Alive Thanks to Pharmaceutical Profits

Pharmaceutical Research.jpg
Made Possible by Profits

I had dinner this evening with a long-time close friend who’s alive because of pharmaceutical innovations, all made possible by the supranormal rate of return earned by pharmaceutical firms. I enthusiastically endorse what Andrew Sullivan had to say on the topic today. And my colleague Doug Bandow has weighed in on the issue with his usual mastery of both the big picture and the details with his Policy Analysis on “Demonizing Drugmakers: The Political Assault on the Pharmaceutical Industry.”



18 Responses to “Alive Thanks to Pharmaceutical Profits”

  1. Tom, what role, if any, do you see that patents play in providing “the supranormal rate of return earned by pharmaceutical companies” that you believe makes possible the pharmaceutical innovations you describe?

  2. Real live ailing children ought not be sacrificed or ignored in pursuit of future medical breakthroughs. Here is a short piece about one of my personal heroes, Father Angelo D’Agostino. Andrew Sullivan has said rather inappropriate nasty things about him in the past.
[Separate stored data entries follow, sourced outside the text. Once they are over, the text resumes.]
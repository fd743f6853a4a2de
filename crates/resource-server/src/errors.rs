//! HTTP boundary error type.
//!
//! All errors map to appropriate HTTP status codes via the `IntoResponse` impl.
//! Messages returned to clients are intentionally generic: the precise
//! verification or authorization reason is logged and counted server-side,
//! never returned to the (untrusted) caller.

use axum::{
    http::{header, HeaderValue, StatusCode},
    response::{IntoResponse, Response},
    Json,
};
use serde::Serialize;
use thiserror::Error;

/// Realm advertised in `WWW-Authenticate` challenges.
const REALM: &str = "resource-server";

/// Resource server error type.
///
/// Maps to HTTP status codes:
/// - MissingCredentials, InvalidToken: 401 Unauthorized
/// - Forbidden: 403 Forbidden
#[derive(Debug, Error)]
pub enum ApiError {
    #[error("Missing bearer credentials")]
    MissingCredentials,

    #[error("Invalid token")]
    InvalidToken,

    #[error("Forbidden")]
    Forbidden,
}

impl ApiError {
    /// RFC 6750 challenge for 401 responses.
    fn challenge(&self) -> Option<String> {
        match self {
            ApiError::MissingCredentials => Some(format!("Bearer realm=\"{}\"", REALM)),
            ApiError::InvalidToken => Some(format!(
                "Bearer realm=\"{}\", error=\"invalid_token\"",
                REALM
            )),
            ApiError::Forbidden => None,
        }
    }
}

#[derive(Serialize)]
struct ErrorResponse {
    error: ErrorDetail,
}

#[derive(Serialize)]
struct ErrorDetail {
    code: String,
    message: String,
}

impl IntoResponse for ApiError {
    fn into_response(self) -> Response {
        let (status, code, message) = match &self {
            ApiError::MissingCredentials => (
                StatusCode::UNAUTHORIZED,
                "UNAUTHORIZED",
                "Authentication is required to access this resource",
            ),
            ApiError::InvalidToken => (
                StatusCode::UNAUTHORIZED,
                "INVALID_TOKEN",
                "The access token is invalid or expired",
            ),
            ApiError::Forbidden => (
                StatusCode::FORBIDDEN,
                "FORBIDDEN",
                "Access to this resource is denied",
            ),
        };

        let body = ErrorResponse {
            error: ErrorDetail {
                code: code.to_string(),
                message: message.to_string(),
            },
        };

        let challenge = self.challenge();
        let mut response = (status, Json(body)).into_response();

        if let Some(value) = challenge.and_then(|c| HeaderValue::from_str(&c).ok()) {
            response
                .headers_mut()
                .insert(header::WWW_AUTHENTICATE, value);
        }

        response
    }
}

#[cfg(test)]
#[allow(clippy::unwrap_used, clippy::expect_used)]
mod tests {
    use super::*;
    use axum::body::Body;
    use http_body_util::BodyExt;

    // Helper function to read the response body as JSON
    async fn read_body_json(body: Body) -> serde_json::Value {
        let bytes = body.collect().await.unwrap().to_bytes();
        serde_json::from_slice(&bytes).unwrap()
    }

    #[test]
    fn test_display() {
        assert_eq!(ApiError::InvalidToken.to_string(), "Invalid token");
        assert_eq!(ApiError::Forbidden.to_string(), "Forbidden");
    }

    #[tokio::test]
    async fn test_into_response_missing_credentials() {
        let response = ApiError::MissingCredentials.into_response();

        assert_eq!(response.status(), StatusCode::UNAUTHORIZED);
        let www_auth = response
            .headers()
            .get(header::WWW_AUTHENTICATE)
            .unwrap()
            .to_str()
            .unwrap()
            .to_string();
        assert_eq!(www_auth, "Bearer realm=\"resource-server\"");

        let body_json = read_body_json(response.into_body()).await;
        assert_eq!(body_json["error"]["code"], "UNAUTHORIZED");
    }

    #[tokio::test]
    async fn test_into_response_invalid_token() {
        let response = ApiError::InvalidToken.into_response();

        assert_eq!(response.status(), StatusCode::UNAUTHORIZED);
        let www_auth = response
            .headers()
            .get(header::WWW_AUTHENTICATE)
            .unwrap()
            .to_str()
            .unwrap()
            .to_string();
        assert!(www_auth.contains("error=\"invalid_token\""));

        let body_json = read_body_json(response.into_body()).await;
        assert_eq!(body_json["error"]["code"], "INVALID_TOKEN");
        assert_eq!(
            body_json["error"]["message"],
            "The access token is invalid or expired"
        );
    }

    #[tokio::test]
    async fn test_into_response_forbidden_has_no_challenge() {
        let response = ApiError::Forbidden.into_response();

        assert_eq!(response.status(), StatusCode::FORBIDDEN);
        assert!(response.headers().get(header::WWW_AUTHENTICATE).is_none());

        let body_json = read_body_json(response.into_body()).await;
        assert_eq!(body_json["error"]["code"], "FORBIDDEN");
    }
}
Enjoy.

    Drug firms accused of genocide
    Jesuit criticizes companies for high cost of AIDS drugs

    By CAROL GLATZ
    Catholic News Service
    Vatican City
    2/9/2004

    A Jesuit priest has condemned pharmaceutical companies for “genocidal action” in their refusal to make anti-retroviral drugs more affordable in Africa.
    Father Angelo D’Agostino, a psychiatrist with 24 years’ experience in Africa, said AIDS is killing 400 people a day in Kenya while in Europe and North America it is no longer considered a fatal disease.

    He said the difference in mortality rates is due to “the genocidal action of the drug cartels who refuse to make the drugs affordable in Africa even after they reported a US$517 billion profit in 2002.”

    “This is a moral issue that shows the lack of social conscience by these capitalistic enterprises,” he said.

    “How will we Christians explain this silence on our part some 50 years from now?” D’Agostino asked.

    He made his remarks Jan. 29 at a Vatican press conference that presented Pope John Paul’s Lenten message as well as launched a special Vatican fund-raiser in support of a new project to help AIDS orphans. D’Agostino leads the project, called Nyumbani Village.

    The priest said one tragic result of the HIV/AIDS pandemic is the huge number of children orphaned when one or both parents die from the illness. At least 11 million AIDS orphans were living in sub-Saharan Africa in 2001.

    “No sub-Saharan African country can cope with the current number of orphans who have become street children. It is predicted that by the end of this decade there will be 30 million such street children,” D’Agostino said.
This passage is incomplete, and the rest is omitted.